The Australian marketplace for listed medicines operates within a robust regulatory framework overseen by the TGA. Sponsors must ensure that their products meet legislative requirements, including providing evidence to substantiate claims made for the product's efficacy.

Developing a comprehensive efficacy package is critical for regulatory compliance and consumer confidence - but not everyone does it right. In 2022/23, only 29% of listed medicines that were subjected to a compliance review by the TGA were compliant (TGA Performance Report 2022-23).

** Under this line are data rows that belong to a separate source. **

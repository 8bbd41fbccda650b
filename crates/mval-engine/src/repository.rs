//! # Specification Repository
//!
//! Specifications registered by model type, optionally under an explicit
//! key. Members declared with `as_registered_model` or `as_named_model`
//! resolve their nested specification here on first execution.

use std::any::{Any, TypeId};
use std::collections::HashMap;
use std::fmt;
use std::sync::Arc;

use mval_core::CompileError;

use crate::builder::Specification;

type Entry = Arc<dyn Any + Send + Sync>;

/// Type-indexed store of specifications.
#[derive(Default, Clone)]
pub struct SpecificationRepository {
    entries: HashMap<(TypeId, Option<String>), Entry>,
}

impl SpecificationRepository {
    /// An empty repository.
    pub fn new() -> Self {
        Self::default()
    }

    /// Register the default specification for `M`. A later registration
    /// for the same type replaces the earlier one.
    pub fn register<M: 'static>(&mut self, specification: Specification<M>) -> &mut Self {
        self.entries
            .insert((TypeId::of::<M>(), None), Arc::new(specification));
        self
    }

    /// Register a specification for `M` under `key`.
    pub fn register_named<M: 'static>(
        &mut self,
        key: impl Into<String>,
        specification: Specification<M>,
    ) -> &mut Self {
        self.entries
            .insert((TypeId::of::<M>(), Some(key.into())), Arc::new(specification));
        self
    }

    /// Look up the specification for `M`, optionally under `key`.
    ///
    /// # Errors
    ///
    /// Returns [`CompileError::SpecificationNotFound`] if nothing is
    /// registered.
    pub fn get<M: 'static>(&self, key: Option<&str>) -> Result<Specification<M>, CompileError> {
        self.entries
            .get(&(TypeId::of::<M>(), key.map(str::to_owned)))
            .and_then(|entry| entry.downcast_ref::<Specification<M>>())
            .cloned()
            .ok_or_else(|| CompileError::SpecificationNotFound {
                type_name: std::any::type_name::<M>(),
                key: key.map(str::to_owned),
            })
    }

    /// Whether a specification for `M` is registered under `key`.
    pub fn contains<M: 'static>(&self, key: Option<&str>) -> bool {
        self.entries
            .contains_key(&(TypeId::of::<M>(), key.map(str::to_owned)))
    }

    /// Number of registered specifications.
    pub fn len(&self) -> usize {
        self.entries.len()
    }

    /// True if nothing is registered.
    pub fn is_empty(&self) -> bool {
        self.entries.is_empty()
    }
}

impl fmt::Debug for SpecificationRepository {
    fn fmt(&self, f: &mut fmt::Formatter<'_>) -> fmt::Result {
        f.debug_struct("SpecificationRepository")
            .field("entries_count", &self.entries.len())
            .finish()
    }
}

#[cfg(test)]
mod tests {
    use super::*;
    use crate::builder::{specification, ModelSpec};

    struct Address {
        city: String,
    }

    fn address_spec() -> Specification<Address> {
        specification(|s: &mut ModelSpec<Address>| {
            s.member("city", |a| &a.city, |m| {
                m.rule(|c| !c.is_empty());
            });
        })
    }

    #[test]
    fn test_register_and_get() {
        let mut repo = SpecificationRepository::new();
        repo.register(address_spec());
        assert!(repo.contains::<Address>(None));
        assert!(repo.get::<Address>(None).is_ok());
        assert_eq!(repo.len(), 1);
    }

    #[test]
    fn test_named_entries_are_separate() {
        let mut repo = SpecificationRepository::new();
        repo.register_named("billing", address_spec());
        assert!(repo.get::<Address>(Some("billing")).is_ok());
        match repo.get::<Address>(None) {
            Err(CompileError::SpecificationNotFound { key, type_name }) => {
                assert!(key.is_none());
                assert!(type_name.ends_with("Address"));
            }
            other => panic!("Expected SpecificationNotFound, got: {:?}", other.is_ok()),
        }
    }

    #[test]
    fn test_unregistered_type_not_found() {
        let repo = SpecificationRepository::new();
        assert!(repo.is_empty());
        let err = repo.get::<u32>(Some("x")).err().unwrap();
        assert_eq!(
            err,
            CompileError::SpecificationNotFound {
                type_name: "u32",
                key: Some("x".into()),
            }
        );
    }
}
//! # mval-engine — Specification Compiler and Recursive Executor
//!
//! Turns declarative specifications into compiled validators and runs them
//! over model instances, producing an
//! [`ErrorsCollection`](mval_core::ErrorsCollection) tree.
//!
//! ```text
//! specification closure ─▶ command list ─▶ compiler ─▶ Validator ─▶ executor ─▶ ErrorsCollection
//!                                                          ▲
//!                                      ValidatorCache ─────┘ (per type / key)
//! ```
//!
//! ## Key Design Principles
//!
//! 1. **Builders are passed by `&mut`.** A specification closure records
//!    commands on the builder it is given and returns nothing.
//!
//! 2. **Members are read through accessors.** Each member scope captures a
//!    closure from the model to the member value at build time.
//!
//! 3. **Rule kinds are a closed enum.** The executor matches them
//!    exhaustively; there is no "unknown rule" path at runtime.
//!
//! 4. **Nested specifications resolve lazily.** `as_model` rules compile on
//!    first execution, so self-referential specifications compile in finite
//!    time and the depth counter bounds recursion.
//!
//! ## Crate Policy
//!
//! - Compiled validators are `Send + Sync`; execution takes `&self`.
//! - Contract violations are returned as [`CompileError`] /
//!   [`ExecutionError`]; findings are data.
//! - No `unsafe` code.
//!
//! [`CompileError`]: mval_core::CompileError
//! [`ExecutionError`]: mval_core::ExecutionError

pub mod builder;
pub mod cache;
mod command;
pub mod compiler;
pub mod engine;
mod executor;
mod nested;
pub mod presence;
pub mod repository;
pub mod validator;

pub use builder::{specification, MemberSpec, ModelSpec, Specification};
pub use cache::ValidatorCache;
pub use compiler::compile;
pub use engine::{CompiledValidator, EngineBuilder, ValidationEngine};
pub use presence::{Collection, Presence};
pub use repository::SpecificationRepository;
pub use validator::Validator;

// Re-export the core types callers need alongside the engine.
pub use mval_core::{
    Arg, CompileError, Error, ErrorsCollection, ExecutionError, ExecutionOptions, MvalError,
    ValidationSettings, ValidationStrategy,
};
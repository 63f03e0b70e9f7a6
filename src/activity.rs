//! Audit trail of user actions.

use actix_web::HttpRequest;
use tracing::warn;
use uuid::Uuid;

use crate::db::{ActivityEntry, DbOperations};

pub const LOGIN: &str = "login";
pub const UPLOAD: &str = "upload";
pub const DOWNLOAD: &str = "download";
pub const REPORT: &str = "report";
pub const DELETE_SESSION: &str = "delete_session";
pub const DELETE_IMAGES: &str = "delete_images";
pub const PASSWORD_RESET: &str = "password_reset";

const DEVICE_INFO_MAX: usize = 255;

/// Address of the connected peer. Forwarding headers are client-controlled
/// and are not consulted.
pub fn client_ip(req: &HttpRequest) -> Option<String> {
    req.peer_addr().map(|addr| addr.ip().to_string())
}

pub fn device_info(req: &HttpRequest) -> Option<String> {
    req.headers()
        .get(actix_web::http::header::USER_AGENT)
        .and_then(|h| h.to_str().ok())
        .map(|ua| ua.chars().take(DEVICE_INFO_MAX).collect())
}

/// Appends an activity row. Failures are logged and never fail the request.
pub async fn record(
    db: &DbOperations,
    req: &HttpRequest,
    user_id: Uuid,
    activity_type: &str,
    context: Option<serde_json::Value>,
) {
    let entry = ActivityEntry {
        user_id,
        activity_type: activity_type.to_string(),
        ip_address: client_ip(req),
        device_info: device_info(req),
        context_data: context,
    };

    if let Err(e) = db.log_activity(&entry).await {
        warn!(user_id = %user_id, activity = activity_type, error = %e, "Failed to record activity");
    }
}
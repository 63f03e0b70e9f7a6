use std::collections::BTreeMap;

use thiserror::Error;
use actix_web::{ResponseError, HttpResponse, http::StatusCode};
use serde_json::json;

#[derive(Error, Debug)]
pub enum AppError {
    #[error("Authentication error: {0}")]
    AuthError(#[from] AuthError),

    #[error("Database error: {0}")]
    DatabaseError(#[from] DatabaseError),

    #[error("Storage error: {0}")]
    StorageError(#[from] StorageError),

    #[error("Analysis error: {0}")]
    AnalysisError(#[from] AnalysisError),

    #[error("Configuration error: {0}")]
    ConfigError(String),

    #[error("Internal server error: {0}")]
    InternalError(String),

    #[error("Validation error: {0}")]
    ValidationError(String),

    /// Per-field validation failures, keyed by request field name.
    #[error("Validation failed")]
    FieldErrors(BTreeMap<String, String>),

    #[error("{0}")]
    NotFound(String),

    #[error("{0}")]
    Forbidden(String),

    #[error("Payload too large: {0}")]
    PayloadTooLarge(String),
}

impl AppError {
    pub fn field(name: &str, message: &str) -> Self {
        let mut fields = BTreeMap::new();
        fields.insert(name.to_string(), message.to_string());
        AppError::FieldErrors(fields)
    }
}

// Implement conversion from config::ConfigError
impl From<config::ConfigError> for AppError {
    fn from(err: config::ConfigError) -> Self {
        AppError::ConfigError(err.to_string())
    }
}

impl From<sqlx::Error> for AppError {
    fn from(err: sqlx::Error) -> Self {
        match err {
            sqlx::Error::RowNotFound => AppError::DatabaseError(DatabaseError::NotFound),
            sqlx::Error::Database(ref db_err) if db_err.is_unique_violation() => {
                AppError::DatabaseError(DatabaseError::Duplicate)
            }
            _ => AppError::DatabaseError(DatabaseError::QueryError(err.to_string())),
        }
    }
}

impl From<sqlx::migrate::MigrateError> for AppError {
    fn from(err: sqlx::migrate::MigrateError) -> Self {
        AppError::DatabaseError(DatabaseError::MigrationError(err.to_string()))
    }
}

impl From<std::io::Error> for AppError {
    fn from(err: std::io::Error) -> Self {
        AppError::InternalError(err.to_string())
    }
}

impl From<jsonwebtoken::errors::Error> for AppError {
    fn from(err: jsonwebtoken::errors::Error) -> Self {
        match err.kind() {
            jsonwebtoken::errors::ErrorKind::ExpiredSignature => AppError::AuthError(AuthError::TokenExpired),
            _ => AppError::AuthError(AuthError::InvalidToken),
        }
    }
}

impl From<reqwest::Error> for AppError {
    fn from(err: reqwest::Error) -> Self {
        AppError::AnalysisError(AnalysisError::InferenceFailed(err.to_string()))
    }
}

impl From<image::ImageError> for AppError {
    fn from(err: image::ImageError) -> Self {
        match err {
            image::ImageError::Decoding(_) | image::ImageError::Unsupported(_) => {
                AppError::AnalysisError(AnalysisError::UnreadableImage(err.to_string()))
            }
            _ => AppError::InternalError(err.to_string()),
        }
    }
}

impl From<actix_multipart::MultipartError> for AppError {
    fn from(err: actix_multipart::MultipartError) -> Self {
        AppError::ValidationError(format!("Malformed multipart payload: {}", err))
    }
}

impl From<zip::result::ZipError> for AppError {
    fn from(err: zip::result::ZipError) -> Self {
        AppError::InternalError(err.to_string())
    }
}

impl From<tokio::task::JoinError> for AppError {
    fn from(err: tokio::task::JoinError) -> Self {
        AppError::InternalError(err.to_string())
    }
}

impl ResponseError for AppError {
    fn error_response(&self) -> HttpResponse {
        let status = self.status_code();
        let message = self.to_string();
        let response = match self {
            AppError::FieldErrors(fields) => json!({
                "error": {
                    "status": status.as_u16(),
                    "message": message,
                    "fields": fields
                }
            }),
            _ => json!({
                "error": {
                    "status": status.as_u16(),
                    "message": message
                }
            }),
        };
        HttpResponse::build(status).json(response)
    }

    fn status_code(&self) -> StatusCode {
        match self {
            AppError::AuthError(e) => match e {
                AuthError::InvalidCredentials => StatusCode::BAD_REQUEST,
                AuthError::MissingToken => StatusCode::UNAUTHORIZED,
                AuthError::TokenExpired => StatusCode::UNAUTHORIZED,
                AuthError::InvalidToken => StatusCode::UNAUTHORIZED,
                AuthError::Unauthorized => StatusCode::FORBIDDEN,
            },
            AppError::ValidationError(_) => StatusCode::BAD_REQUEST,
            AppError::FieldErrors(_) => StatusCode::BAD_REQUEST,
            AppError::NotFound(_) => StatusCode::NOT_FOUND,
            AppError::Forbidden(_) => StatusCode::FORBIDDEN,
            AppError::PayloadTooLarge(_) => StatusCode::PAYLOAD_TOO_LARGE,
            AppError::ConfigError(_) => StatusCode::INTERNAL_SERVER_ERROR,
            AppError::DatabaseError(DatabaseError::NotFound) => StatusCode::NOT_FOUND,
            AppError::DatabaseError(DatabaseError::Duplicate) => StatusCode::BAD_REQUEST,
            AppError::DatabaseError(_) => StatusCode::INTERNAL_SERVER_ERROR,
            AppError::StorageError(StorageError::InvalidPath(_)) => StatusCode::BAD_REQUEST,
            AppError::StorageError(StorageError::Missing(_)) => StatusCode::NOT_FOUND,
            AppError::StorageError(_) => StatusCode::INTERNAL_SERVER_ERROR,
            AppError::AnalysisError(AnalysisError::UnreadableImage(_)) => StatusCode::BAD_REQUEST,
            AppError::AnalysisError(AnalysisError::InferenceFailed(_)) => StatusCode::BAD_GATEWAY,
            AppError::AnalysisError(AnalysisError::InvalidResponse(_)) => StatusCode::BAD_GATEWAY,
            _ => StatusCode::INTERNAL_SERVER_ERROR,
        }
    }
}

#[derive(Error, Debug)]
pub enum AuthError {
    #[error("Invalid email or password")]
    InvalidCredentials,

    #[error("Authentication credentials were not provided")]
    MissingToken,

    #[error("Token expired")]
    TokenExpired,

    #[error("Invalid token")]
    InvalidToken,

    #[error("Unauthorized")]
    Unauthorized,
}

#[derive(Error, Debug)]
pub enum DatabaseError {
    #[error("Connection error: {0}")]
    ConnectionError(String),

    #[error("Migration error: {0}")]
    MigrationError(String),

    #[error("Query error: {0}")]
    QueryError(String),

    #[error("Record not found")]
    NotFound,

    #[error("Duplicate record")]
    Duplicate,
}

#[derive(Error, Debug)]
pub enum StorageError {
    #[error("Invalid media path: {0}")]
    InvalidPath(String),

    #[error("File not found: {0}")]
    Missing(String),

    #[error("Write failed: {0}")]
    WriteFailed(String),
}

#[derive(Error, Debug)]
pub enum AnalysisError {
    #[error("Unreadable image: {0}")]
    UnreadableImage(String),

    #[error("Inference request failed: {0}")]
    InferenceFailed(String),

    #[error("Invalid inference response: {0}")]
    InvalidResponse(String),
}
use actix_web::{web, HttpRequest, HttpResponse};
use serde::{Deserialize, Serialize};
use serde_json::json;
use tracing::{error, info};

use super::extractor::AuthenticatedUser;
use super::service::{NewAccount, PasswordReset, ProfileChanges};
use crate::activity;
use crate::db::User;
use crate::error::AppError;
use crate::AppState;

#[derive(Debug, Deserialize)]
pub struct LoginRequest {
    pub email: Option<String>,
    pub password: Option<String>,
}

#[derive(Debug, Serialize)]
pub struct AuthResponse {
    pub token: String,
}

#[derive(Debug, Serialize)]
pub struct UserDetail {
    pub username: String,
    pub email: String,
    pub user_type: String,
    pub contact: Option<String>,
    pub organisation: Option<String>,
}

impl From<User> for UserDetail {
    fn from(user: User) -> Self {
        Self {
            username: user.username,
            email: user.email,
            user_type: user.user_type,
            contact: user.contact,
            organisation: user.organisation,
        }
    }
}

pub async fn register(
    req: web::Json<NewAccount>,
    state: web::Data<AppState>,
) -> Result<HttpResponse, AppError> {
    info!("Received registration request for username: {:?}", req.username);

    match state.auth_service.register(&req).await {
        Ok(user) => {
            info!("Registration successful for email: {}", user.email);
            Ok(HttpResponse::Created().json(json!({ "message": "User registered successfully." })))
        }
        Err(e) => {
            error!("Registration failed: {}", e);
            Err(e)
        }
    }
}

pub async fn login(
    http: HttpRequest,
    req: web::Json<LoginRequest>,
    state: web::Data<AppState>,
) -> Result<HttpResponse, AppError> {
    let (Some(email), Some(password)) = (
        req.email.as_deref().filter(|e| !e.is_empty()),
        req.password.as_deref().filter(|p| !p.is_empty()),
    ) else {
        return Err(AppError::field("non_field_errors", "Email and password are required."));
    };

    info!("Received login request for email: {}", email);
    match state.auth_service.authenticate(email, password).await {
        Ok((user, token)) => {
            info!("Login successful for email: {}", email);
            activity::record(&state.db, &http, user.id, activity::LOGIN, None).await;
            Ok(HttpResponse::Ok().json(AuthResponse { token }))
        }
        Err(e) => {
            error!("Login failed for email: {}: {}", email, e);
            Err(e)
        }
    }
}

pub async fn logout(
    auth: AuthenticatedUser,
    state: web::Data<AppState>,
) -> Result<HttpResponse, AppError> {
    state.auth_service.invalidate_token(&auth.token).await?;
    info!(user_id = %auth.user.id, "Logged out");

    Ok(HttpResponse::Ok().json(json!({
        "message": "Successfully logged out"
    })))
}

pub async fn get_user(
    _auth: AuthenticatedUser,
    email: web::Path<String>,
    state: web::Data<AppState>,
) -> Result<HttpResponse, AppError> {
    let user = state.db.get_user_by_email(&email).await?
        .ok_or_else(|| AppError::NotFound("User not found.".into()))?;

    Ok(HttpResponse::Ok().json(json!({
        "username": user.username,
        "email": user.email,
        "contact": user.contact,
        "organisation": user.organisation,
    })))
}

pub async fn update_user(
    auth: AuthenticatedUser,
    email: web::Path<String>,
    req: web::Json<ProfileChanges>,
    state: web::Data<AppState>,
) -> Result<HttpResponse, AppError> {
    // Only the owner may edit a profile
    if auth.user.email != *email {
        return Err(AppError::Forbidden("You can only update your own profile.".into()));
    }

    let updated = state.auth_service.update_profile(&auth.user, &req).await?;
    Ok(HttpResponse::Ok().json(UserDetail::from(updated)))
}

pub async fn reset_password(
    http: HttpRequest,
    req: web::Json<PasswordReset>,
    state: web::Data<AppState>,
) -> Result<HttpResponse, AppError> {
    state.auth_service.reset_password(&req).await?;

    if let Some(user) = state.db.get_user_by_email(req.email.as_deref().unwrap_or_default().trim()).await? {
        activity::record(&state.db, &http, user.id, activity::PASSWORD_RESET, None).await;
    }

    Ok(HttpResponse::Ok().json(json!({ "message": "Password updated successfully." })))
}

This presentation will provide a practical roadmap for preparing an effective efficacy package for listed medicines. We will discuss the regulatory obligations which sponsors have to hold suitable evidence. We will then provide key insights regarding:
1. Designing a search strategy: how to systematically identify relevant evidence using credible sources.
2. Selecting suitable studies: key considerations for evaluating study quality, relevance, and population applicability.
3. Addressing conflicting evidence: strategies for critically assessing and managing discrepancies in literature
4. Summarising and justifying evidence: Best practices for structuring a cohesive narrative that clearly links evidence to claims.
5. Avoiding common pitfalls: insights into frequent errors that are likely to cause issues if the product is subject to a TGA compliance review.

Attendees will gain an understanding of how to balance scientific rigour with the practicalities of a fast-paced regulatory environment where everyone is striving to sell their product. By the end of the session, participants will be equipped with the knowledge and tools to develop robust efficacy packages that stand up to regulatory scrutiny, support compliant marketing, and ultimately enhance consumer trust in listed medicines.